03 Jan What You Should Do Right After a Car Accident
First and foremost, if someone is seriously hurt, call 911.
If everyone is okay, follow the guide below.
Wondering what you should do right after a car accident? Often, the element of shock or injury may prevent you from making logical decisions on how to act, what to do and who to contact. This leads people to forget to gather evidence surrounding the accident. If possible, try to preserve the evidence as much as possible because you never know what will come in handy.
While at the accident scene, it is helpful if you can obtain the following information:
- Obtain the names, addresses, phone numbers and driver’s license numbers of all parties involved in the accident, regardless of who is at fault for the accident and how minor the accident is.
- Have a look at the insurance of each of the motor vehicles involved in the accident so as to get the names of the registered owner and the insurance details. Take a picture of the documents.
- Look at the other parties’ driver’s license to avoid being given false information and take a picture on your phone.
- Write down and take a picture of the plate numbers, including Province, of all the vehicles involved in the accident by looking at the license plates and registration.
- If a motor vehicle involved in the accident is registered outside British Columbia make sure you get the name of the insurance company which should be on their insurance papers.
- Find out the names and contact information of any witnesses.
- Take some pictures of the vehicles and their resting positions.
- Take some notes about how the accident happened and draw a sketch of the accident scene.
Remember, your phone is your friend. Snap as many photos as you can, they will come in handy.
The Motor Vehicle Act requires all individuals involved in a motor vehicle accident to remain at the accident scene, to render assistance and to exchange vehicle registration and license information with all parties involved in the accident.
The Motor Vehicle Act also requires those involved in the accident to report the accident to the local police force within 24 hours in urban areas and within 48 hours in rural areas. The need to report only applies if the damages exceed $1,000 ($600 if a motorcycle is involved).
When in doubt, it is best to simply report the accident to the police as soon as possible. Indeed, it is good practice, unless the accident was extremely minor and all parties agree to exchange information and leave the scene, to call the police from the accident scene.
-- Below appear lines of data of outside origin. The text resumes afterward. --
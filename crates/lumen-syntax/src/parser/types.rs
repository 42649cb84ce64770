//! Type grammar: names, predefined types, nullable/pointer/array suffixes,
//! tuples, and function-pointer types.
//!
//! Everything here is *committed* parsing: the decision that a type belongs
//! at the current position was already taken (by grammar position or by a
//! `lookahead` scan), so mismatches inside produce expected-token recovery
//! rather than backtracking into another alternative.

use crate::diagnostics::DiagnosticCode;
use crate::parser::{Parser, TokenSet};
use crate::syntax_kind::SyntaxKind;

/// Tokens that terminate any unterminated bracketed interior: closers of
/// enclosing scopes plus the keywords that begin a new declaration.
pub(crate) const LIST_TERMINATORS: TokenSet = TokenSet::new(&[
    SyntaxKind::Semicolon,
    SyntaxKind::OpenBrace,
    SyntaxKind::CloseBrace,
    SyntaxKind::CloseParen,
    SyntaxKind::CloseBracket,
    SyntaxKind::ClassKw,
    SyntaxKind::StructKw,
    SyntaxKind::InterfaceKw,
    SyntaxKind::EnumKw,
    SyntaxKind::NamespaceKw,
]);

/// Terminators for `<...>` interiors. Deliberately *without* `)` and `]`:
/// a stray closer inside an angle list is junk to skip (with the list's
/// one missing-comma diagnostic), so `delegate* cdecl<void) ptr;` still
/// reaches its declarator.
pub(crate) const ANGLE_TERMINATORS: TokenSet = TokenSet::new(&[
    SyntaxKind::Semicolon,
    SyntaxKind::OpenBrace,
    SyntaxKind::CloseBrace,
    SyntaxKind::ClassKw,
    SyntaxKind::StructKw,
    SyntaxKind::InterfaceKw,
    SyntaxKind::EnumKw,
    SyntaxKind::NamespaceKw,
]);

const GT: TokenSet = TokenSet::new(&[SyntaxKind::GreaterThan]);
const CLOSE_PAREN: TokenSet = TokenSet::new(&[SyntaxKind::CloseParen]);

pub(crate) fn can_start_type(p: &mut Parser<'_>) -> bool {
    let kind = p.current();
    kind.is_predefined_type_keyword()
        || matches!(
            kind,
            SyntaxKind::Identifier | SyntaxKind::DelegateKw | SyntaxKind::OpenParen
        )
}

/// Parse a type, including its `?`/`*`/`[]` suffixes.
pub(crate) fn type_(p: &mut Parser<'_>) {
    let checkpoint = p.checkpoint();
    core_type(p);
    loop {
        match p.current() {
            SyntaxKind::Question => {
                p.start_node_at(checkpoint, SyntaxKind::NullableType);
                p.bump();
                p.finish_node();
            }
            SyntaxKind::Asterisk => {
                p.start_node_at(checkpoint, SyntaxKind::PointerType);
                p.bump();
                p.finish_node();
            }
            SyntaxKind::OpenBracket => {
                p.start_node_at(checkpoint, SyntaxKind::ArrayType);
                array_rank_specifier(p);
                p.finish_node();
            }
            _ => break,
        }
    }
}

/// Type in pattern position: array suffixes only. `?` and `*` after the
/// type belong to the surrounding expression there.
pub(crate) fn type_in_pattern(p: &mut Parser<'_>) {
    let checkpoint = p.checkpoint();
    core_type(p);
    while p.at(SyntaxKind::OpenBracket) {
        p.start_node_at(checkpoint, SyntaxKind::ArrayType);
        array_rank_specifier(p);
        p.finish_node();
    }
}

fn core_type(p: &mut Parser<'_>) {
    let kind = p.current();
    if kind.is_predefined_type_keyword() {
        p.start_node(SyntaxKind::PredefinedType);
        p.bump();
        p.finish_node();
        return;
    }
    match kind {
        SyntaxKind::Identifier => name(p),
        SyntaxKind::DelegateKw => function_pointer_type(p),
        SyntaxKind::OpenParen => tuple_type(p),
        _ => p.missing_name(DiagnosticCode::TypeExpected),
    }
}

/// Possibly qualified, possibly generic name: `A`, `A<B>`, `A.B<C>.D`.
pub(crate) fn name(p: &mut Parser<'_>) {
    let checkpoint = p.checkpoint();
    simple_name(p);
    while p.at(SyntaxKind::Dot) {
        p.start_node_at(checkpoint, SyntaxKind::QualifiedName);
        p.bump();
        if p.at(SyntaxKind::Identifier) {
            simple_name(p);
        } else {
            p.missing_name(DiagnosticCode::IdentifierExpected);
        }
        p.finish_node();
    }
}

/// `A` or `A<...>`; assumes the current token is an identifier.
pub(crate) fn simple_name(p: &mut Parser<'_>) {
    if p.nth(1) == SyntaxKind::LessThan {
        p.start_node(SyntaxKind::GenericName);
        p.bump();
        type_argument_list(p);
        p.finish_node();
    } else {
        p.start_node(SyntaxKind::IdentifierName);
        p.bump();
        p.finish_node();
    }
}

/// Committed `<...>` type argument list; assumes the current token is `<`.
pub(crate) fn type_argument_list(p: &mut Parser<'_>) {
    p.start_node(SyntaxKind::TypeArgumentList);
    p.expect(SyntaxKind::LessThan);
    p.comma_list(GT, ANGLE_TERMINATORS, false, can_start_type, type_, |p| {
        p.missing_name(DiagnosticCode::TypeExpected)
    });
    p.expect(SyntaxKind::GreaterThan);
    p.finish_node();
}

/// `delegate* [conv] <param-types>`; assumes the current token is
/// `delegate`. Once here the parse is committed: a missing `*` or `<` is
/// synthesized, never reinterpreted as multiplication.
pub(crate) fn function_pointer_type(p: &mut Parser<'_>) {
    p.start_node(SyntaxKind::FunctionPointerType);
    p.bump();
    p.expect(SyntaxKind::Asterisk);
    // A lone identifier is a calling-convention tag only when `<` follows;
    // any identifier is accepted here, validity is semantic.
    if p.at(SyntaxKind::Identifier) && p.nth(1) == SyntaxKind::LessThan {
        p.start_node(SyntaxKind::FunctionPointerCallingConvention);
        p.bump();
        p.finish_node();
    }
    p.start_node(SyntaxKind::FunctionPointerParameterList);
    if p.expect(SyntaxKind::LessThan) {
        p.comma_list(
            GT,
            ANGLE_TERMINATORS,
            false,
            can_start_type,
            function_pointer_parameter,
            missing_function_pointer_parameter,
        );
        p.expect(SyntaxKind::GreaterThan);
    } else {
        // `<` was synthesized above with its one diagnostic; complete the
        // list shape silently, one missing parameter so the list is never
        // empty.
        p.start_node(SyntaxKind::FunctionPointerParameter);
        p.start_node(SyntaxKind::IdentifierName);
        p.missing(SyntaxKind::Identifier);
        p.finish_node();
        p.finish_node();
        p.missing(SyntaxKind::GreaterThan);
    }
    p.finish_node();
    p.finish_node();
}

fn function_pointer_parameter(p: &mut Parser<'_>) {
    p.start_node(SyntaxKind::FunctionPointerParameter);
    type_(p);
    p.finish_node();
}

fn missing_function_pointer_parameter(p: &mut Parser<'_>) {
    p.start_node(SyntaxKind::FunctionPointerParameter);
    p.missing_name(DiagnosticCode::TypeExpected);
    p.finish_node();
}

fn tuple_type(p: &mut Parser<'_>) {
    p.start_node(SyntaxKind::TupleType);
    p.expect(SyntaxKind::OpenParen);
    p.comma_list(
        CLOSE_PAREN,
        LIST_TERMINATORS,
        false,
        can_start_type,
        tuple_type_element,
        |p| {
            p.start_node(SyntaxKind::TupleTypeElement);
            p.missing_name(DiagnosticCode::TypeExpected);
            p.finish_node();
        },
    );
    p.expect(SyntaxKind::CloseParen);
    p.finish_node();
}

fn tuple_type_element(p: &mut Parser<'_>) {
    p.start_node(SyntaxKind::TupleTypeElement);
    type_(p);
    if p.at(SyntaxKind::Identifier) {
        p.bump();
    }
    p.finish_node();
}

/// `[]`, `[,]`, or `[expr, expr]`. Sizes are syntactically accepted in any
/// type position; whether they are meaningful there is a semantic question.
fn array_rank_specifier(p: &mut Parser<'_>) {
    p.start_node(SyntaxKind::ArrayRankSpecifier);
    p.expect(SyntaxKind::OpenBracket);
    loop {
        match p.current() {
            SyntaxKind::CloseBracket
            | SyntaxKind::Eof
            | SyntaxKind::Semicolon
            | SyntaxKind::OpenBrace
            | SyntaxKind::CloseBrace => break,
            SyntaxKind::Comma => p.bump(),
            _ if crate::parser::expr::can_start_expression(p) => {
                crate::parser::expr::expression(p);
            }
            _ => break,
        }
    }
    p.expect(SyntaxKind::CloseBracket);
    p.finish_node();
}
If it is a relatively minor accident without injuries, the police likely will not attend the accident scene but if it is more serious, with injuries involved, the police will attend the accident scene.
Note that if you leave the scene of the accident without reporting to the police and/or exchanging information with the other parties, you may be charged under the Motor Vehicle Act or may be held in breach of your contract of insurance with ICBC. The later result could cost you thousands of dollars when ICBC comes after you for the money they pay out under a claim.
Of particular note, if you are in a single vehicle accident, especially at night, the last thing you should do is walk from the scene. ICBC will assume you have something to hide like impaired driving and may breach you of your contract of insurance. The better approach is to call the police and wait for their instructions – this is something you should do right after a car accident.
Ideally, you should contact the ICBC dial-a-claim center within 24 hours of the motor vehicle accident to report the accident. The representative at ICBC will ask for general insurance information, vehicle information and driver/owner information.
The representative will also ask for details of the accident and whether or not you or your passenger(s) suffered an injury in the accident. Specifically, the representative will ask for the following information:
- Your vehicle license plate number and registration.
- The name and the driver’s license number of the person driving your vehicle.
- The name, the license plate and driver’s license numbers of the other vehicle(s)/ parties involved in the accident.
- When the accident happened.
- Where the accident happened.
- General details of the accident.
- Your views on liability and whether or not you will accept responsibility.
- Details of the injuries to the parties involved in the accident.
Note that when you phone dial-a-claim, the representative from ICBC at the other end of the phone is filling out a CL-75. This is an ICBC internal form, which provides details about your vehicle, the owner of the vehicle, the other party involved in the accident, the description of the accident, etc.
Remember, whatever you tell this ICBC dial-a-claim representative will be recorded on a form and ICBC may use what you said against you in your claim if it helps them.
Therefore, be very careful of what you tell the claims representative.
The contacts for the ICBC’s Dial-a-Claim Centre are:
- 604-520-8222 in the Lower Mainland
- 1-800-910-4222 outside the Lower Mainland
- 1-800-910-4222 from out of Province
- 604-592-8800 for out of Province claims
In summary, to be safe, you need to report to ICBC within 24 hours of the accident, regardless of the accident type.
With the exception of Hit and Run claims and claims involving an injury, ICBC offers you the convenience of reporting a claim 24 hours a day online. An ICBC adjuster will process the claim usually within 24 hours and post an online claim report notice, which you must then retrieve.